What was not so good was the way the elder child, a daughter, took her senior status so seriously. At the age of ten you can be pretty good at keeping an eye on your little five-year-old brother splashing about in the stream, but there's no way you ought to go wandering deep into the forest with him, relying on the knowledge you've gleaned from the Nature Studies textbook.
However, ten-year-old Oksana had no idea that they were lost yet. She walked blithely on along the forest path that she could barely even make out, holding her brother tightly by the hand as she told him a story.

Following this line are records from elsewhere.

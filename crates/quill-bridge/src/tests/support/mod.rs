//! Shared fixtures and helpers for bridge tests.

mod scripted_engine;
mod world;

use std::sync::Arc;

use quill_config::Config;
use rstest::fixture;

pub use scripted_engine::{CallKind, Responses, ScriptedEngine, ScriptedService};
pub use world::TestWorld;

use crate::bridge::ScriptBridge;
use crate::handle::ServiceHandle;
use crate::registry::SharedLibraryRegistry;
use crate::resources::{LibraryBundle, StaticResources};
use crate::root::MemoryCompilationRoot;

/// File edited by most tests.
pub const MAIN_FILE: &str = "main.ts";

/// Text of [`MAIN_FILE`]; the second line starts at offset 11.
pub const MAIN_TEXT: &str = "let a = 1;\nlet b: string = 2;\n";

/// Ambient library text bundled by [`sample_bundle`].
pub const LIB_TEXT: &str = "interface Array<T> { length: number; }";

/// Bundle holding one ambient library at `lib/lib.d.ts`.
#[fixture]
pub fn sample_bundle() -> LibraryBundle {
    LibraryBundle::new(
        Arc::new(StaticResources::new([("lib/lib.d.ts", LIB_TEXT)])),
        ["lib/lib.d.ts"],
    )
}

/// Bridge over a scripted engine and a private registry.
#[must_use]
pub fn bridge_with(responses: Responses) -> (ScriptBridge, Arc<ScriptedEngine>) {
    let engine = Arc::new(ScriptedEngine::new(responses));
    let bridge = ScriptBridge::new(engine.clone(), sample_bundle(), &Config::default())
        .with_registry(Arc::new(SharedLibraryRegistry::new()));
    (bridge, engine)
}

/// Bridge, service and root with [`MAIN_FILE`] loaded.
#[must_use]
pub fn service_with(
    responses: Responses,
) -> (ScriptBridge, ServiceHandle, Arc<ScriptedService>, Arc<MemoryCompilationRoot>) {
    let (bridge, engine) = bridge_with(responses);
    let root = Arc::new(MemoryCompilationRoot::new());
    root.set_text(MAIN_FILE, MAIN_TEXT);
    let host = bridge
        .create_language_service_host(root.clone())
        .expect("host creation failed");
    let handle = bridge
        .create_language_service(host)
        .expect("service creation failed");
    let service = engine.last_service().expect("engine created no service");
    (bridge, handle, service, root)
}
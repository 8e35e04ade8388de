//! Quick info and documentation tag conversion.

use serde_json::Value;

use crate::errors::MarshalError;
use crate::raw::{RawJsDocTag, RawQuickInfo};
use crate::records::{DocTag, Overview};

use super::text::{merge_doc_parts, split_tag_tokens};
use super::{convert_each, decode};

/// Converts raw quick info, `None` when the engine had nothing to say.
pub(crate) fn convert(raw: Value) -> Result<Option<Overview>, MarshalError> {
    if raw.is_null() {
        return Ok(None);
    }
    let info: RawQuickInfo = decode("quick info", raw)?;

    Ok(Some(Overview {
        kind: info.kind,
        kind_modifiers: info.kind_modifiers,
        display: merge_doc_parts(info.display_parts.as_deref()),
        documentation: merge_doc_parts(info.documentation.as_deref()),
        tags: convert_tags(info.tags),
    }))
}

/// Converts documentation tags, skipping malformed ones.
pub(crate) fn convert_tags(tags: Option<Vec<Value>>) -> Vec<DocTag> {
    convert_each("documentation tag", tags.unwrap_or_default(), |raw| {
        let tag: RawJsDocTag = decode("documentation tag", raw)?;
        let (label, value) = split_tag_tokens(tag.text.as_deref().unwrap_or_default());
        Ok(DocTag {
            name: tag.name,
            label,
            value,
        })
    })
}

"And then they hammered more pine stakes through him. They hammered one stake into his forehead, and another into his stomach! But he got up out of his coffin and said, 'You can't kill me anyway. I've been dead for a long time already. My name is…'"
Her brother started whining quietly.
"All right, all right, I was joking," Ksyusha said seriously. "He fell down and died. They buried him and went off to celebrate."
"I'm f-f-frightened Ksyusha," Romka confessed. He wasn't stammering because he was afraid, though-he always stammered. "Don't t-tell me any m-m-more, all right?"
"All right," said Ksyusha, looking around. She could still see the path behind them, but ahead it was completely lost under the fallen pine needles and rotting leaves. The forest had suddenly become gloomy and menacing. Nothing at all like it was near the village where their mother had rented their summer dacha, an old house that no one lived in anymore. They'd better turn back, before it was too late. As a caring older sister, Ksyusha realized that. "Let's go home, or Mom will give us a scolding."
"A doggy," her brother said suddenly. "Look, a doggy!"
Ksyusha turned around.
There really was a dog standing behind her. A large, gray dog with big teeth, looking at her with its mouth open-just as if it were smiling.
"I want a doggy like that," Romka said without stumbling over the words at all and looked at his sister proudly.